Vermont author Andrea Chesman has written more than a dozen cookbooks spotlighting vegetables as the star ingredients. As she researched her book The Backyard Homestead Book of Kitchen Know-How, Chesman challenged herself to learn about the food people can grow or raise on a homestead. “I started working with animal fat as a way of nose-to-tail eating,” she says. “I came to appreciate that animal fats yield superior results in terms of flavor and texture.”
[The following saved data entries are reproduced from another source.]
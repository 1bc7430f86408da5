//! Enforcement Query Handlers - V2 架构

use std::sync::Arc;

use crate::application::contract_store::ContractStore;
use crate::application::error::ApplicationError;
use crate::application::ports::AnalysisSourcePort;
use crate::application::queries::{
    AuditContracts, CheckAudioCompliance, CheckVoiceCompliance, FindBestVoice,
};
use crate::domain::asset::{AssetCatalog, AssetId, VoiceAsset};
use crate::domain::contract::ContractId;
use crate::domain::enforcement::{
    find_best_voice, generate_report, generate_unmatched_report, validate_audio_for_contract,
    validate_voice_for_contract, EnforcementResult,
};

// ============================================================================
// Response DTOs
// ============================================================================

/// 选型响应
#[derive(Debug, Clone)]
pub struct BestVoiceResponse {
    pub asset: Option<VoiceAsset>,
    pub result: EnforcementResult,
}

/// 单个契约的审计结论
#[derive(Debug, Clone)]
pub struct ContractAuditOutcome {
    pub contract_id: ContractId,
    pub display_name: String,
    pub best_asset_id: Option<AssetId>,
    pub static_result: EnforcementResult,
    pub dynamic_result: Option<EnforcementResult>,
    pub report: String,
}

/// 全量审计响应
#[derive(Debug, Clone)]
pub struct AuditContractsResponse {
    pub outcomes: Vec<ContractAuditOutcome>,
}

// ============================================================================
// CheckVoiceCompliance
// ============================================================================

/// CheckVoiceCompliance Handler
pub struct CheckVoiceComplianceHandler {
    store: Arc<ContractStore>,
    catalog: Arc<AssetCatalog>,
}

impl CheckVoiceComplianceHandler {
    pub fn new(store: Arc<ContractStore>, catalog: Arc<AssetCatalog>) -> Self {
        Self { store, catalog }
    }

    pub async fn handle(
        &self,
        query: CheckVoiceCompliance,
    ) -> Result<EnforcementResult, ApplicationError> {
        let contract = self
            .store
            .load(&query.contract_id)
            .await
            .ok_or_else(|| ApplicationError::not_found("Contract", query.contract_id.as_str()))?;

        let asset = self
            .catalog
            .get(&query.asset_id)
            .ok_or_else(|| ApplicationError::not_found("Voice asset", query.asset_id.as_str()))?;

        Ok(validate_voice_for_contract(&contract, asset))
    }
}

// ============================================================================
// CheckAudioCompliance
// ============================================================================

/// CheckAudioCompliance Handler
pub struct CheckAudioComplianceHandler {
    store: Arc<ContractStore>,
}

impl CheckAudioComplianceHandler {
    pub fn new(store: Arc<ContractStore>) -> Self {
        Self { store }
    }

    pub async fn handle(
        &self,
        query: CheckAudioCompliance,
    ) -> Result<EnforcementResult, ApplicationError> {
        let contract = self
            .store
            .load(&query.contract_id)
            .await
            .ok_or_else(|| ApplicationError::not_found("Contract", query.contract_id.as_str()))?;

        Ok(validate_audio_for_contract(&contract, &query.analysis))
    }
}

// ============================================================================
// FindBestVoice
// ============================================================================

/// FindBestVoice Handler
pub struct FindBestVoiceHandler {
    store: Arc<ContractStore>,
    catalog: Arc<AssetCatalog>,
}

impl FindBestVoiceHandler {
    pub fn new(store: Arc<ContractStore>, catalog: Arc<AssetCatalog>) -> Self {
        Self { store, catalog }
    }

    pub async fn handle(&self, query: FindBestVoice) -> Result<BestVoiceResponse, ApplicationError> {
        let contract = self
            .store
            .load(&query.contract_id)
            .await
            .ok_or_else(|| ApplicationError::not_found("Contract", query.contract_id.as_str()))?;

        // 未指定候选集时在整个目录中选型
        let owned;
        let candidates = match &query.candidate_ids {
            Some(ids) => {
                let mut resolved = Vec::with_capacity(ids.len());
                for id in ids {
                    let asset = self
                        .catalog
                        .get(id)
                        .ok_or_else(|| ApplicationError::not_found("Voice asset", id.as_str()))?;
                    resolved.push(asset.clone());
                }
                owned = resolved;
                owned.as_slice()
            }
            None => self.catalog.all(),
        };

        let best = find_best_voice(&contract, candidates);
        let asset = best.asset.cloned();
        let mut result = best.result;
        result.recommended_asset_id = asset.as_ref().map(|a| a.id.clone());

        match &asset {
            Some(chosen) => tracing::info!(
                contract_id = %contract.id,
                asset_id = %chosen.id,
                score = result.score,
                passed = result.passed,
                "Best voice selected"
            ),
            None => tracing::warn!(
                contract_id = %contract.id,
                "No candidate assets available"
            ),
        }

        Ok(BestVoiceResponse { asset, result })
    }
}

// ============================================================================
// AuditContracts
// ============================================================================

/// AuditContracts Handler
pub struct AuditContractsHandler {
    store: Arc<ContractStore>,
    catalog: Arc<AssetCatalog>,
    analysis_source: Arc<dyn AnalysisSourcePort>,
}

impl AuditContractsHandler {
    pub fn new(
        store: Arc<ContractStore>,
        catalog: Arc<AssetCatalog>,
        analysis_source: Arc<dyn AnalysisSourcePort>,
    ) -> Self {
        Self {
            store,
            catalog,
            analysis_source,
        }
    }

    pub async fn handle(
        &self,
        _query: AuditContracts,
    ) -> Result<AuditContractsResponse, ApplicationError> {
        let contracts = self.store.load_all().await;
        let mut outcomes = Vec::with_capacity(contracts.len());

        for contract in contracts {
            let best = find_best_voice(&contract, self.catalog.all());

            let asset = match best.asset {
                Some(asset) => asset,
                None => {
                    tracing::warn!(contract_id = %contract.id, "No candidate assets available");
                    outcomes.push(ContractAuditOutcome {
                        contract_id: contract.id.clone(),
                        display_name: contract.display_name.clone(),
                        best_asset_id: None,
                        static_result: best.result,
                        dynamic_result: None,
                        report: generate_unmatched_report(&contract),
                    });
                    continue;
                }
            };

            let mut static_result = best.result;
            static_result.recommended_asset_id = Some(asset.id.clone());

            // 声学测量缺失或拉取失败都降级为仅静态审计
            let analysis = match self.analysis_source.fetch(&contract.id).await {
                Ok(found) => found,
                Err(e) => {
                    tracing::warn!(
                        contract_id = %contract.id,
                        error = %e,
                        "Failed to fetch acoustic analysis"
                    );
                    None
                }
            };

            let dynamic_result = analysis
                .as_ref()
                .map(|measured| validate_audio_for_contract(&contract, measured));
            let report = generate_report(&contract, asset, analysis.as_ref());

            tracing::info!(
                contract_id = %contract.id,
                asset_id = %asset.id,
                static_score = static_result.score,
                static_passed = static_result.passed,
                dynamic = analysis.is_some(),
                "Contract audited"
            );

            outcomes.push(ContractAuditOutcome {
                contract_id: contract.id.clone(),
                display_name: contract.display_name.clone(),
                best_asset_id: Some(asset.id.clone()),
                static_result,
                dynamic_result,
                report,
            });
        }

        Ok(AuditContractsResponse { outcomes })
    }
}
//! 应用层 - 用例编排
//!
//! 包含：
//! - ports: 六边形架构端口定义（ContractRepository、AnalysisSource）
//! - contract_store: 带读缓存的契约存取服务
//! - commands: CQRS 命令及处理器
//! - queries: CQRS 查询及处理器
//! - error: 应用层错误定义

pub mod commands;
pub mod contract_store;
pub mod error;
pub mod ports;
pub mod queries;

// Re-exports
pub use commands::{
    // Contract commands
    CreateContract,
    SaveContract,
    // Handlers
    handlers::{CreateContractHandler, CreateContractResponse, SaveContractHandler},
};

pub use contract_store::{ContractStore, ContractStoreError};

pub use error::ApplicationError;

pub use ports::{
    // Analysis source
    AnalysisSourceError,
    AnalysisSourcePort,
    // Contract repository
    ContractRepositoryPort,
    RepositoryError,
};

pub use queries::{
    // Asset queries
    FindAssets,
    GetAsset,
    // Contract queries
    GetContract,
    ListContracts,
    // Enforcement queries
    AuditContracts,
    CheckAudioCompliance,
    CheckVoiceCompliance,
    FindBestVoice,
    // Handlers
    handlers::{
        AuditContractsHandler, AuditContractsResponse, BestVoiceResponse,
        CheckAudioComplianceHandler, CheckVoiceComplianceHandler, ContractAuditOutcome,
        FindAssetsHandler, FindBestVoiceHandler, GetAssetHandler, GetContractHandler,
        ListContractsHandler,
    },
};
That realization led to her new book, The Fat Kitchen, (Storey Publishing, 2018, $24.95), where she teaches readers how to render, cure, and cook with lard, tallow, and poultry fat. “Poultry fats really enhance the flavor of foods,” she says, “and tallow and lard are somewhat more neutral in flavor, but they add great texture.” A good example is her duck-fat caramelized apples, which can be folded into rice pudding or served with pancakes and waffles or ice cream.
- 1/4 cup (1.7 ounces/50 grams) duck fat (or any poultry fat)
- 1/4 cup firmly packed light or dark brown sugar, or as needed
- 1/4 teaspoon ground cinnamon
- 6 cups peeled, cored, and diced apples
- 1 tablespoon unbleached all-purpose flour, mixed with 2 tablespoons water (if using in a tart)
Melt the duck fat in a large skillet over medium heat. Add the brown sugar and cinnamon and stir until the brown sugar melts into the fat, about 2 minutes. Add the apples, stir to coat in the sugar mixture, and continue to cook, stirring frequently, until the apples are tender, about 10 minutes, depending on the variety. If the apples are to be used as a tart filling or topping, stir in the flour mixture and continue to cook until the filling is thick, about 5 minutes longer.
Taste and add more brown sugar, if needed. Stir until the sugar dissolves, then remove from the heat. Serve warm or cooled. Chill before using in a pastry.